Return every line from the records below that has the word "removed".
=== Section Start ===
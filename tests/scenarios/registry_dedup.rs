use std::sync::Arc;

use apollo_mirror::ClientRegistry;
use tempfile::tempdir;
use wiremock::MockServer;

use crate::common::enable_logger;
use crate::common::mount_config;
use crate::common::mount_idle_notifications;
use crate::common::test_config;
use crate::common::APP_ID;
use crate::common::INITIAL;

#[tokio::test]
async fn test_same_identity_shares_one_client() {
    enable_logger();
    let server = MockServer::start().await;
    let backup_dir = tempdir().unwrap();
    mount_config(&server, "application", &[("timeout", "30s")], "T1", INITIAL).await;
    mount_idle_notifications(&server).await;

    let registry = ClientRegistry::new();
    let first = registry
        .get_or_create(test_config(&server.uri(), backup_dir.path()))
        .unwrap();
    let _errors = first.start().await.unwrap();

    // A trailing slash and another cluster still name the same client
    let mut config = test_config(&format!("{}/", server.uri()), backup_dir.path());
    config.cluster = "other".to_string();
    let second = registry.get_or_create(config).unwrap();

    assert!(Arc::ptr_eq(&first, &second));
    assert_eq!(registry.len(), 1);
    assert_eq!(second.try_get("timeout", "application"), Some("30s".to_string()));

    let mut other_app = test_config(&server.uri(), backup_dir.path());
    other_app.app_id = "OtherApp".to_string();
    let third = registry.get_or_create(other_app).unwrap();
    assert!(!Arc::ptr_eq(&first, &third));
    assert_eq!(registry.len(), 2);

    let removed = registry.remove(&server.uri(), APP_ID).unwrap();
    assert!(removed.is_stopped());
    assert!(registry.get(&server.uri(), APP_ID).is_none());
}

#[tokio::test(flavor = "multi_thread", worker_threads = 4)]
async fn test_concurrent_first_use_builds_once() {
    enable_logger();
    let backup_dir = tempdir().unwrap();
    let registry = Arc::new(ClientRegistry::new());

    let handles: Vec<_> = (0..8)
        .map(|_| {
            let registry = registry.clone();
            let config = test_config("http://127.0.0.1:1", backup_dir.path());
            tokio::spawn(async move { registry.get_or_create(config).unwrap() })
        })
        .collect();

    let mut clients = Vec::new();
    for handle in handles {
        clients.push(handle.await.unwrap());
    }

    assert_eq!(registry.len(), 1);
    assert!(clients.iter().all(|c| Arc::ptr_eq(c, &clients[0])));
}

#[tokio::test]
async fn test_stopped_client_is_replaced() {
    enable_logger();
    let backup_dir = tempdir().unwrap();
    let registry = ClientRegistry::new();

    let first = registry
        .get_or_create(test_config("http://127.0.0.1:1", backup_dir.path()))
        .unwrap();
    first.stop();

    let second = registry
        .get_or_create(test_config("http://127.0.0.1:1", backup_dir.path()))
        .unwrap();
    assert!(!Arc::ptr_eq(&first, &second));
    assert!(!second.is_stopped());
    assert_eq!(registry.len(), 1);
}
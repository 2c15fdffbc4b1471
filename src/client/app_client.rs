use std::sync::Arc;

use tokio::task::JoinHandle;
use tokio_util::sync::CancellationToken;
use tracing::debug;
use tracing::info;

use super::ClientBuilder;
use crate::async_task::spawn_task;
use crate::constants::DEFAULT_NAMESPACE;
use crate::watch::Subscription;
use crate::watch::WatchHub;
use crate::BackupStore;
use crate::ClientConfig;
use crate::ClientError;
use crate::Error;
use crate::ErrorStream;
use crate::FileBackupStore;
use crate::HttpRemoteFetcher;
use crate::KeyValues;
use crate::LongPollSynchronizer;
use crate::RemoteFetcher;
use crate::RemoteProvider;
use crate::Result;
use crate::SyncPhase;

/// Where and how a read looks up a key
#[derive(Debug, Clone, PartialEq, Eq)]
pub struct ReadOptions {
    /// Defaults to `application`
    pub namespace: String,
    /// Returned when the key cannot be resolved
    pub default: Option<String>,
}

impl Default for ReadOptions {
    fn default() -> Self {
        Self {
            namespace: DEFAULT_NAMESPACE.to_string(),
            default: None,
        }
    }
}

impl ReadOptions {
    pub fn namespace(namespace: impl Into<String>) -> Self {
        Self {
            namespace: namespace.into(),
            default: None,
        }
    }

    pub fn with_default(
        mut self,
        default: impl Into<String>,
    ) -> Self {
        self.default = Some(default.into());
        self
    }
}

/// Local mirror of one application's configuration
///
/// Reads never fail: a missing key, namespace or service degrades to the
/// supplied default. Background failures are reported on the [`ErrorStream`]
/// returned by [`AppClient::start`].
pub struct AppClient {
    config: Arc<ClientConfig>,
    sync: Arc<LongPollSynchronizer>,
    hub: WatchHub,
    task: tokio::sync::Mutex<Option<JoinHandle<()>>>,
}

impl std::fmt::Debug for AppClient {
    fn fmt(
        &self,
        f: &mut std::fmt::Formatter<'_>,
    ) -> std::fmt::Result {
        f.debug_struct("AppClient")
            .field("endpoint", &self.config.endpoint)
            .field("app_id", &self.config.app_id)
            .field("cluster", &self.config.cluster)
            .field("phase", &self.phase())
            .finish_non_exhaustive()
    }
}

impl AppClient {
    /// Creates a client talking HTTP to `config.endpoint` with file backups
    /// under `config.backup_dir`.
    ///
    /// # Errors
    /// - [`ClientError::Misconfigured`] for missing or invalid identity
    /// - [`Error::Config`] for invalid timeouts, backoff or buffers
    pub fn new(config: ClientConfig) -> Result<Self> {
        config.validate()?;
        let fetcher: Arc<dyn RemoteFetcher> = match config.provider {
            RemoteProvider::Apollo => Arc::new(HttpRemoteFetcher::new(&config)?),
        };
        let backup = Arc::new(FileBackupStore::new(&config.backup_dir, &config.app_id, &config.cluster));
        Self::with_components(config, fetcher, backup)
    }

    /// Creates a client over caller-provided transport and backup storage.
    pub fn with_components(
        config: ClientConfig,
        fetcher: Arc<dyn RemoteFetcher>,
        backup: Arc<dyn BackupStore>,
    ) -> Result<Self> {
        config.validate()?;
        let config = Arc::new(config);
        let hub = WatchHub::new(config.watch.subscriber_buffer_size);
        let sync = Arc::new(LongPollSynchronizer::new(config.clone(), fetcher, backup, hub.clone()));

        debug!(app_id = %config.app_id, cluster = %config.cluster, "client created");
        Ok(Self {
            config,
            sync,
            hub,
            task: tokio::sync::Mutex::new(None),
        })
    }

    pub fn builder(
        endpoint: impl Into<String>,
        app_id: impl Into<String>,
    ) -> ClientBuilder {
        ClientBuilder::new(endpoint, app_id)
    }

    pub fn config(&self) -> &ClientConfig {
        &self.config
    }

    /// Loads the preloaded namespaces, then starts background polling.
    ///
    /// Calling it again while running only hands out another error stream.
    ///
    /// # Errors
    /// [`ClientError::Stopped`] once [`AppClient::stop`] has been called.
    pub async fn start(&self) -> Result<ErrorStream> {
        let errors = self.sync.subscribe_errors().ok_or_else(|| self.stopped())?;

        let mut task = self.task.lock().await;
        if self.sync.is_stopped() {
            return Err(self.stopped());
        }
        if task.is_none() {
            info!(
                app_id = %self.config.app_id,
                namespaces = ?self.config.preload_namespaces,
                "starting configuration client"
            );
            self.sync.initial_load(&self.config.preload_namespaces).await;
            *task = Some(spawn_task("config-long-poll", self.sync.clone().run()));
        }
        Ok(errors)
    }

    /// Ends background work and every stream. Reads keep serving the last
    /// content. Idempotent.
    pub fn stop(&self) {
        if self.sync.is_stopped() {
            return;
        }
        self.sync.stop();
        info!(app_id = %self.config.app_id, "configuration client stopped");
    }

    pub fn is_stopped(&self) -> bool {
        self.sync.is_stopped()
    }

    pub fn phase(&self) -> SyncPhase {
        self.sync.phase()
    }

    /// Value of `key`, fetching the namespace first if it is not tracked yet.
    ///
    /// Falls back to `options.default` when the key or namespace is unavailable.
    pub async fn get(
        &self,
        key: &str,
        options: ReadOptions,
    ) -> Option<String> {
        let store = match self.sync.store(&options.namespace) {
            Some(store) => Some(store),
            None => self.sync.load_on_demand(&options.namespace).await,
        };
        store.and_then(|s| s.get(key)).or(options.default)
    }

    /// Value of `key` from content already in memory; never suspends.
    pub fn try_get(
        &self,
        key: &str,
        namespace: &str,
    ) -> Option<String> {
        self.sync.store(namespace).and_then(|s| s.get(key))
    }

    /// Whole content of `namespace`; empty when it cannot be obtained.
    pub async fn get_namespace(
        &self,
        namespace: &str,
    ) -> Arc<KeyValues> {
        let store = match self.sync.store(namespace) {
            Some(store) => Some(store),
            None => self.sync.load_on_demand(namespace).await,
        };
        store
            .map(|s| s.snapshot().values.clone())
            .unwrap_or_else(|| Arc::new(KeyValues::new()))
    }

    /// Changes of every namespace of this client.
    pub fn watch(&self) -> Subscription {
        self.hub.subscribe_global()
    }

    /// Changes of one namespace; the stream also ends when `cancel` fires.
    pub fn watch_namespace(
        &self,
        namespace: &str,
        cancel: Option<CancellationToken>,
    ) -> Subscription {
        match cancel {
            Some(token) => self.hub.subscribe_namespace_until(namespace, token),
            None => self.hub.subscribe_namespace(namespace),
        }
    }

    /// Namespaces currently polled for changes.
    pub fn tracked_namespaces(&self) -> Vec<String> {
        self.sync.registered_namespaces()
    }

    fn stopped(&self) -> Error {
        ClientError::Stopped {
            key: self.config.registry_key(),
        }
        .into()
    }
}

impl Drop for AppClient {
    fn drop(&mut self) {
        // The poll task holds its own handle on the synchronizer
        self.sync.stop();
    }
}
use std::path::Path;
use std::path::PathBuf;

use tokio::io::AsyncWriteExt;
use tracing::debug;
use tracing::error;

use crate::constants::BACKUP_TMP_SUFFIX;
use crate::BackupError;

pub(crate) async fn create_parent_dir_if_not_exist(path: &Path) -> Result<(), BackupError> {
    if let Some(parent_dir) = path.parent() {
        if let Err(e) = tokio::fs::create_dir_all(parent_dir).await {
            error!("Failed to create directory {:?}: {:?}", parent_dir, e);
            return Err(BackupError::Io {
                path: parent_dir.to_path_buf(),
                source: e,
            });
        }
    }
    Ok(())
}

/// Writes `buf` to a temporary sibling, then renames it over `path`.
///
/// Readers either see the previous file or the complete new one.
pub(crate) async fn write_file_atomically(
    path: &Path,
    buf: &[u8],
) -> Result<(), BackupError> {
    create_parent_dir_if_not_exist(path).await?;

    let tmp_path = tmp_path_for(path);
    let io_err = |p: &Path| {
        let p = p.to_path_buf();
        move |source| BackupError::Io { path: p, source }
    };

    let mut file = tokio::fs::File::create(&tmp_path).await.map_err(io_err(&tmp_path))?;
    file.write_all(buf).await.map_err(io_err(&tmp_path))?;
    file.sync_all().await.map_err(io_err(&tmp_path))?;
    drop(file);

    tokio::fs::rename(&tmp_path, path).await.map_err(io_err(path))?;
    debug!("written successfully: {:?}", path);
    Ok(())
}

/// Reads a whole file; a missing or unreadable file is `None`.
pub(crate) async fn read_file_if_exists(path: &Path) -> Option<String> {
    match tokio::fs::read_to_string(path).await {
        Ok(content) => Some(content),
        Err(e) if e.kind() == std::io::ErrorKind::NotFound => None,
        Err(e) => {
            error!("failed to read {:?}: {}", path, e);
            None
        }
    }
}

fn tmp_path_for(path: &Path) -> PathBuf {
    let mut name = path.file_name().map(|n| n.to_os_string()).unwrap_or_default();
    name.push(BACKUP_TMP_SUFFIX);
    path.with_file_name(name)
}
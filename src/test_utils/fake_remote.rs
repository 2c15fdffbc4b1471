use std::collections::HashMap;
use std::sync::atomic::AtomicUsize;
use std::sync::atomic::Ordering;
use std::time::Duration;

use async_trait::async_trait;
use parking_lot::Mutex;

use crate::FetchOutcome;
use crate::KeyValues;
use crate::NetworkError;
use crate::Notification;
use crate::PollOutcome;
use crate::RemoteFetcher;
use crate::RemoteNamespace;

#[derive(Debug, Clone)]
struct Release {
    values: KeyValues,
    release_key: String,
    notification_id: i64,
}

/// Scriptable in-memory config service
///
/// Polls wait (in 5ms steps) until a published release moves a notification
/// id past the one sent, or the poll timeout elapses.
#[derive(Debug, Default)]
pub struct FakeRemote {
    releases: Mutex<HashMap<String, Release>>,
    failure: Mutex<Option<NetworkError>>,
    fetch_failures: Mutex<HashMap<String, NetworkError>>,
    polls: AtomicUsize,
    fetches: Mutex<Vec<(String, Option<String>)>>,
    next_notification_id: AtomicUsize,
}

impl FakeRemote {
    pub fn new() -> Self {
        Self {
            next_notification_id: AtomicUsize::new(100),
            ..Default::default()
        }
    }

    /// Makes `values` the current content of `namespace` under `release_key`.
    pub fn publish(
        &self,
        namespace: &str,
        values: KeyValues,
        release_key: &str,
    ) {
        let notification_id = self.next_notification_id.fetch_add(1, Ordering::SeqCst) as i64;
        self.releases.lock().insert(
            namespace.to_string(),
            Release {
                values,
                release_key: release_key.to_string(),
                notification_id,
            },
        );
    }

    /// Every call fails with `error` until cleared with `None`.
    pub fn fail_with(
        &self,
        error: Option<NetworkError>,
    ) {
        *self.failure.lock() = error;
    }

    /// Fetches of `namespace` fail with `error`; polls still succeed.
    pub fn fail_fetch(
        &self,
        namespace: &str,
        error: NetworkError,
    ) {
        self.fetch_failures.lock().insert(namespace.to_string(), error);
    }

    pub fn clear_fetch_failure(
        &self,
        namespace: &str,
    ) {
        self.fetch_failures.lock().remove(namespace);
    }

    pub fn poll_count(&self) -> usize {
        self.polls.load(Ordering::SeqCst)
    }

    pub fn fetch_count(
        &self,
        namespace: &str,
    ) -> usize {
        self.fetches.lock().iter().filter(|(ns, _)| ns == namespace).count()
    }

    pub fn fetches(&self) -> Vec<(String, Option<String>)> {
        self.fetches.lock().clone()
    }

    fn changed_since(
        &self,
        notifications: &[Notification],
    ) -> Vec<Notification> {
        let releases = self.releases.lock();
        notifications
            .iter()
            .filter_map(|n| {
                releases
                    .get(&n.namespace_name)
                    .filter(|release| release.notification_id > n.notification_id)
                    .map(|release| Notification::new(n.namespace_name.clone(), release.notification_id))
            })
            .collect()
    }
}

#[async_trait]
impl RemoteFetcher for FakeRemote {
    async fn poll_for_changes(
        &self,
        notifications: Vec<Notification>,
        timeout: Duration,
    ) -> Result<PollOutcome, NetworkError> {
        self.polls.fetch_add(1, Ordering::SeqCst);
        let deadline = tokio::time::Instant::now() + timeout;
        loop {
            if let Some(error) = self.failure.lock().clone() {
                return Err(error);
            }
            let changed = self.changed_since(&notifications);
            if !changed.is_empty() {
                return Ok(PollOutcome::Changed(changed));
            }
            if tokio::time::Instant::now() >= deadline {
                return Ok(PollOutcome::Unchanged);
            }
            tokio::time::sleep(Duration::from_millis(5)).await;
        }
    }

    async fn fetch_namespace(
        &self,
        namespace: &str,
        release_key: Option<String>,
    ) -> Result<FetchOutcome, NetworkError> {
        self.fetches.lock().push((namespace.to_string(), release_key.clone()));
        if let Some(error) = self.failure.lock().clone() {
            return Err(error);
        }
        if let Some(error) = self.fetch_failures.lock().get(namespace).cloned() {
            return Err(error);
        }
        let release = self
            .releases
            .lock()
            .get(namespace)
            .cloned()
            .ok_or_else(|| NetworkError::NamespaceNotFound(namespace.to_string()))?;
        if release_key.as_deref() == Some(release.release_key.as_str()) {
            return Ok(FetchOutcome::NotModified);
        }
        Ok(FetchOutcome::Fetched(RemoteNamespace {
            values: release.values,
            release_key: Some(release.release_key),
        }))
    }
}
=== Section End ===
Reply to the task ::
    let removed = registry.remove(&server.uri(), APP_ID).unwrap();
    assert!(removed.is_stopped());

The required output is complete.